I come home everyday & unload pockets full of colorful scrap post-its. They're filled with things that make my mind sad. Sometimes I crumble them into little balls and leave them places. Little worry gardens that go unnoticed. My neck is sore because I'm failing to see all the sides.

I'll wash my hair over a sink, so I can watch closely when the hidden worries flow down the drain.

Someone pointed to a picture & said "This looks just like you!" It was a picture of a fawn. Could they see my insides?

Thursday, March 11, 2010

To thine ownself be true.

Everyday there are moments in my life that I consider safe moments, and unsafe moments. Today felt like a lot of unsafe moments. I just wanted to be home cocooned in my blanket. I slept in front of an open window last night. I woke up with the air on my face & it smelled like it was going to rain. I was safe. I had to force myself to get ready for work & once there I generally felt like I was in the way of all humanity. I was unsafe. I did ligthen up after a few hours & began to relax after I kept getting several compliments from customers & staff. I am home safe now, & will wrap myself in a blanket cocoon & nap. Maybe I'll become a butterfly. I really wish I could be that kid again, the one that dressed up like a koala bear everywhere she went. I guess since I can't, I'll just go to a punk rock show later.
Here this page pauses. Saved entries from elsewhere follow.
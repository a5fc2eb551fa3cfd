use std::io;
use std::path::{Path, PathBuf};
use tracing::{debug, warn};

/// A document written to the temp dir for a gateway that sends from disk.
///
/// The file is removed when the guard drops.
#[derive(Debug)]
pub struct StagedFile {
    path: PathBuf,
}

impl StagedFile {
    pub async fn write(file_name: &str, bytes: &[u8]) -> io::Result<Self> {
        let path = std::env::temp_dir().join(format!(
            "portal_courier_{}_{}",
            uuid::Uuid::new_v4().simple(),
            file_name
        ));
        let guard = Self { path };
        tokio::fs::write(&guard.path, bytes).await?;
        debug!(path = %guard.path.display(), bytes = bytes.len(), "Staged document");
        Ok(guard)
    }

    pub fn path(&self) -> &Path {
        &self.path
    }
}

impl Drop for StagedFile {
    fn drop(&mut self) {
        match std::fs::remove_file(&self.path) {
            Ok(()) => debug!(path = %self.path.display(), "Removed staged document"),
            Err(e) if e.kind() == io::ErrorKind::NotFound => {}
            Err(e) => warn!("Failed to remove staged document {}: {}", self.path.display(), e),
        }
    }
}
mod common;

use common::{FakeDriver, PDF_BYTES, Script, TabBehavior, response};
use portal_courier::PortalError;
use portal_courier::browser::{BrowserDriver, NetworkResponse};
use portal_courier::capture::capture_artifact;
use std::time::Duration;
use tokio::time::Instant;

const PRINT: &str = "#print";
const WINDOW: Duration = Duration::from_secs(10);

#[tokio::test(start_paused = true)]
async fn first_pdf_response_wins() {
    let driver = FakeDriver::new(Script {
        tab: TabBehavior::Opens(vec![
            response("r1", "http://portal.test/viewer.html", Some("text/html")),
            NetworkResponse {
                mime_type: Some("application/pdf".into()),
                ..response("r2", "http://portal.test/certidao.pdf", None)
            },
            response("r3", "http://portal.test/other.pdf", Some("application/pdf")),
        ]),
        ..Script::default()
    });
    let mut session = driver.launch().await.unwrap();

    let artifact = capture_artifact(session.as_mut(), PRINT, WINDOW).await.unwrap();

    assert_eq!(artifact.bytes, PDF_BYTES);
    assert_eq!(artifact.source_url, "http://portal.test/certidao.pdf");
    assert_eq!(artifact.content_type, "application/pdf");
    assert_eq!(driver.tab_closes(), 1);

    let actions = driver.actions_of("session-1");
    let watch = actions.iter().position(|a| a == "watch_new_tabs").unwrap();
    let click = actions.iter().position(|a| a == &format!("click {PRINT}")).unwrap();
    assert!(watch < click, "tab watcher must be armed before the click");
}

#[tokio::test(start_paused = true)]
async fn responses_served_while_the_tab_attaches_are_kept() {
    // The PDF is the very first thing the popup serves
    let driver = FakeDriver::new(Script {
        tab: TabBehavior::Opens(vec![response(
            "r1",
            "http://portal.test/certidao.pdf",
            Some("application/pdf"),
        )]),
        action_delay: Duration::from_secs(1),
        ..Script::default()
    });
    let mut session = driver.launch().await.unwrap();

    let artifact = capture_artifact(session.as_mut(), PRINT, WINDOW).await.unwrap();

    assert_eq!(artifact.bytes, PDF_BYTES);
    assert_eq!(driver.response_watches(), 1);
    assert_eq!(driver.tab_closes(), 1);
}

#[tokio::test(start_paused = true)]
async fn no_tab_times_out_after_window() {
    let driver = FakeDriver::new(Script {
        tab: TabBehavior::Never,
        ..Script::default()
    });
    let mut session = driver.launch().await.unwrap();

    let started = Instant::now();
    let err = capture_artifact(session.as_mut(), PRINT, WINDOW)
        .await
        .unwrap_err();

    assert!(matches!(err, PortalError::ArtifactTimeout { window_ms: 10_000 }));
    assert!(started.elapsed() >= WINDOW);
    assert!(started.elapsed() < WINDOW + Duration::from_secs(1));
    assert_eq!(driver.tab_closes(), 0);
}

#[tokio::test(start_paused = true)]
async fn failed_click_fails_fast() {
    let driver = FakeDriver::new(Script {
        tab: TabBehavior::Never,
        missing: [PRINT.to_string()].into_iter().collect(),
        ..Script::default()
    });
    let mut session = driver.launch().await.unwrap();

    let started = Instant::now();
    let err = capture_artifact(session.as_mut(), PRINT, WINDOW)
        .await
        .unwrap_err();

    assert!(matches!(err, PortalError::ElementNotFound { selector } if selector == PRINT));
    assert!(started.elapsed() < WINDOW);
}

#[tokio::test(start_paused = true)]
async fn tab_without_pdf_is_closed_on_timeout() {
    let driver = FakeDriver::new(Script {
        tab: TabBehavior::Opens(vec![response(
            "r1",
            "http://portal.test/erro.html",
            Some("text/html; charset=utf-8"),
        )]),
        ..Script::default()
    });
    let mut session = driver.launch().await.unwrap();

    let err = capture_artifact(session.as_mut(), PRINT, WINDOW)
        .await
        .unwrap_err();

    assert!(matches!(err, PortalError::ArtifactTimeout { .. }));
    assert_eq!(driver.tab_closes(), 1);
}

#[tokio::test(start_paused = true)]
async fn one_deadline_covers_every_stage() {
    // Each action takes 6s. The watcher is armed at 6s, the click returns at
    // 12s and attaching the tab would finish at 18s, past the 16s deadline.
    let driver = FakeDriver::new(Script {
        action_delay: Duration::from_secs(6),
        ..Script::default()
    });
    let mut session = driver.launch().await.unwrap();

    let started = Instant::now();
    let err = capture_artifact(session.as_mut(), PRINT, WINDOW)
        .await
        .unwrap_err();

    assert!(matches!(err, PortalError::ArtifactTimeout { .. }));
    assert!(started.elapsed() <= Duration::from_secs(6) + WINDOW);
    assert_eq!(driver.tab_closes(), 0);
}
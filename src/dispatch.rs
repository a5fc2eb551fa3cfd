//! Routes inbound messages to one worker task per conversation
//!
//! Every conversation gets its own FIFO queue drained by a dedicated task,
//! so messages from one chat are handled strictly in arrival order while
//! different chats proceed in parallel. Workers retire after a quiet period.

use dashmap::DashMap;
use std::sync::Arc;
use std::time::Duration;
use tokio::sync::mpsc;
use tokio_util::sync::CancellationToken;
use tokio_util::task::TaskTracker;
use tracing::{debug, info, warn};

use crate::conversation::{ConversationMachine, is_reset};
use crate::gateway::InboundMessage;

pub struct Dispatcher {
    machine: Arc<ConversationMachine>,
    workers: DashMap<String, mpsc::UnboundedSender<String>>,
    worker_idle: Duration,
    tracker: TaskTracker,
    stopping: CancellationToken,
}

impl Dispatcher {
    pub fn new(machine: Arc<ConversationMachine>, worker_idle: Duration) -> Arc<Self> {
        Arc::new(Self {
            machine,
            workers: DashMap::new(),
            worker_idle,
            tracker: TaskTracker::new(),
            stopping: CancellationToken::new(),
        })
    }

    /// Queue a message on its conversation's worker.
    ///
    /// A reset also cancels whatever workflow the conversation is running,
    /// so it takes effect without waiting behind a slow browser step.
    pub fn dispatch(self: &Arc<Self>, message: InboundMessage) {
        let InboundMessage {
            conversation_id,
            text,
        } = message;

        if is_reset(&text) && self.machine.registry().abort_for_reset(&conversation_id) {
            info!(conversation = %conversation_id, "Reset requested, aborting running workflow");
        }

        // Sending under the entry lock keeps it atomic with worker retirement
        let worker = self
            .workers
            .entry(conversation_id.clone())
            .or_insert_with(|| self.spawn_worker(conversation_id.clone()));
        if worker.send(text).is_err() {
            warn!(conversation = %conversation_id, "Conversation worker gone, message dropped");
        }
    }

    fn spawn_worker(self: &Arc<Self>, conversation_id: String) -> mpsc::UnboundedSender<String> {
        let (tx, rx) = mpsc::unbounded_channel();
        let dispatcher = Arc::clone(self);
        debug!(conversation = %conversation_id, "Starting conversation worker");
        self.tracker
            .spawn(async move { dispatcher.work(conversation_id, rx).await });
        tx
    }

    async fn work(self: Arc<Self>, conversation_id: String, mut rx: mpsc::UnboundedReceiver<String>) {
        loop {
            let text = tokio::select! {
                biased;
                _ = self.stopping.cancelled() => break,
                received = rx.recv() => match received {
                    Some(text) => text,
                    None => break,
                },
                _ = tokio::time::sleep(self.worker_idle) => {
                    // Retire only if nothing slipped in; the entry lock keeps
                    // dispatch from sending meanwhile.
                    let mut pending = None;
                    let retired = self
                        .workers
                        .remove_if(&conversation_id, |_, _| match rx.try_recv() {
                            Ok(text) => {
                                pending = Some(text);
                                false
                            }
                            Err(_) => {
                                rx.close();
                                true
                            }
                        })
                        .is_some();
                    match pending {
                        Some(text) => text,
                        None if retired => break,
                        None => continue,
                    }
                }
            };
            self.machine.handle(&conversation_id, &text).await;
        }
        debug!(conversation = %conversation_id, "Conversation worker stopped");
    }

    /// Number of conversations with a live worker
    pub fn active_workers(&self) -> usize {
        self.workers.len()
    }

    /// Feed messages from `inbound` until it closes or `shutdown` fires
    pub async fn run(
        self: Arc<Self>,
        mut inbound: mpsc::Receiver<InboundMessage>,
        shutdown: CancellationToken,
    ) {
        loop {
            tokio::select! {
                _ = shutdown.cancelled() => break,
                message = inbound.recv() => match message {
                    Some(message) => self.dispatch(message),
                    None => break,
                },
            }
        }
        self.close().await;
    }

    /// Stop accepting work and wait until every queued message is handled
    pub async fn drain(&self) {
        self.workers.clear();
        self.tracker.close();
        self.tracker.wait().await;
        debug!("Dispatcher drained");
    }

    /// Stop accepting work and wait for every worker to finish its current
    /// message. Queued messages are dropped.
    pub async fn close(&self) {
        self.stopping.cancel();
        self.workers.clear();
        self.tracker.close();
        self.tracker.wait().await;
        info!("Dispatcher stopped");
    }
}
I read in a book today that after you die your body becomes significantly lighter than it used to be. It said that that is the soul leaving your body. I think my soul may be pretty heavy.

Monday, March 8, 2010

Boyfriend.


He was at my door step with a handful of flowers all tied in a pretty bow. "I told the lady to make me something beautiful, & if she could add as much yellow as possible." & that's how it all started again. Head in the clouds. Sunglasses that make everything look like a faded polaroid. The pretty boys of the world will be let down today, I will no longer be looking their way.

Yellow light. Yellow light. Yellow light. Pink light. I just wanted to get home as fast as I could. & now I'm here.

Wednesday, March 3, 2010

Don't leave it lying.


Walking on tip-toes, always spilling my milk. Trying not to cry over it. Everything is tip-top when you write it in yellow ink. Although somedays it's hard to get up when your stomach is heavy with rocks. Wore all my shoes out trying to follow the right path. Pale, paler, & paler. Dark, darker, circles. Nothing is heavier than compassion. But this is about letting go.